New Harvard vaccine technique coats red blood cells in nanoparticles

Researchers at Harvard have developed a new platform for producing vaccines – and the secret ingredient is blood. The technique involves loading red blood cells with antigens that they can then use to generate a specific immune response, and tests in mice have shown it is effective in slowing the growth of cancer.

Red blood cells are best known for their important work in shuttling oxygen from the lungs around the body, but it turns out that’s not the only cargo they can carry. In recent years, scientists have found ways to attach chemical payloads to them, like drugs or antibodies, which can then be delivered to specific organs or tissues.

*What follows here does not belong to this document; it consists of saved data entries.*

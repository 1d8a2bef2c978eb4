//! Gateway shared state.

use std::sync::Arc;

use vozqa_core::config::Config;

use crate::pipeline::AudioPipeline;

/// Shared state handed to every request handler.
///
/// Built once before the listener accepts connections and never mutated
/// afterwards; handlers only read from it.
pub struct AppState {
    pub config: Arc<Config>,
    pub pipeline: AudioPipeline,
    #[cfg(feature = "metrics")]
    pub prometheus: Option<metrics_exporter_prometheus::PrometheusHandle>,
}

impl AppState {
    pub fn new(config: Arc<Config>, pipeline: AudioPipeline) -> Self {
        Self {
            config,
            pipeline,
            #[cfg(feature = "metrics")]
            prometheus: None,
        }
    }

    /// Attach a Prometheus handle so `/metrics` can render it.
    #[cfg(feature = "metrics")]
    pub fn with_prometheus(
        mut self,
        handle: metrics_exporter_prometheus::PrometheusHandle,
    ) -> Self {
        self.prometheus = Some(handle);
        self
    }

    /// Maximum request body accepted by `/process-audio`.
    pub fn max_upload_bytes(&self) -> usize {
        self.config.gateway().max_upload_bytes
    }
}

For the new study, researchers at Harvard’s Wyss Institute built on this base, with the spleen as the target. Since this vital organ is one of the few places in the body where red and white blood cells interact directly, it should help launch a stronger immune response to a given pathogen.

Red blood cells have a secondary function of carrying neutralized pathogens to the spleen, where they’re passed onto antigen-presenting cells (APCs). From there, white blood cells learn to recognize these antigens, which are the molecules of a pathogen that the body uses to launch a counter-attack. This improves the immune response against those pathogens.

The new system, named Erythrocyte-Driven Immune Targeting (EDIT), exploits this. The problem is that normally, the payload is sheared off as red blood cells squeeze through narrow capillaries in the lungs, so much of it never reaches the spleen. But the team developed a way to stick antigen nanoparticles to red blood cells firmly enough to reach their destination.

In this case, the nanoparticles were made of polystyrene, and coated with an antigenic protein called ovalbumin. The red blood cells also had to express a lipid molecule called phosphatidyl serine (PS) in just the right amounts – too much and the spleen would register the cells as damaged and destroy them.

“We hoped that a lower amount of PS would instead temporarily signal ‘check me out’ to the spleen’s APCs, which would then take up the red blood cells’ antigen-coated nanoparticles without the cells themselves getting destroyed,” says Anvay Ukidve, co-first author of the study.

The team ran tests on mice. First they incubated their antigen-loaded nanoparticles with mouse red blood cells, and found that a ratio of about 300 nanoparticles to one red blood cell was enough to ensure that at least 80 percent stayed stuck to their surface.

Next, they injected the concoction into mice, and tracked where the nanoparticles ended up. After 20 minutes, almost all of the nanoparticles had been cleared from the animals’ blood, with more accumulating in the spleen than the lungs.

This abundance in the spleen remained for 24 hours after injection, and importantly the team found that the amount of EDIT red blood cells in the body didn’t change. That shows that they weren’t being destroyed by the spleen.

In the next tests, the researchers checked whether this technique actually induced a stronger immune response. The team gave two groups of mice a treatment once a week for three weeks, and then analyzed their spleen to check how many T cells were displaying the ovalbumin antigen.

Mice that had received the EDIT treatment had eight times more ovalbumin T cells than mice that had just received the nanoparticles not attached to red blood cells. This number was also 2.2 times higher than in mice that had received no treatment. More antibodies against ovalbumin were also found in the blood of the EDIT mice than the others.

Finally, the researchers investigated how effective the technique might be against disease. The team again gave groups of mice the EDIT treatment over three weeks, then injected the animals with lymphoma cells that expressed ovalbumin.

Sure enough, tumors grew three times slower in mice that had received EDIT than in the control or free nanoparticle groups. The EDIT mice also had lower numbers of viable cancer cells in their bodies.

The team says that the new technique could be used as a new delivery system for vaccines targeting a range of infections and illnesses. But the real advantage is that it works without adjuvants – agents added to vaccines to boost the immune response – which could help speed up vaccine development.

“Part of the reason why vaccine development today takes so long is that foreign adjuvants delivered along with an antigen have to go through a full clinical safety trial for each new vaccine,” says Zongmin Zhao, co-first author of the study. “Red blood cells have been safely transfused into patients for centuries, and their ability to enhance immune responses could make them a safe alternative to foreign adjuvants, increasing the efficacy of vaccines and speed of vaccine creation.”

Of course, for now the research remains only in mice, but the team plans to continue the work to gain a better understanding of how the system works, and test it against other antigens.

The research was published in the journal PNAS.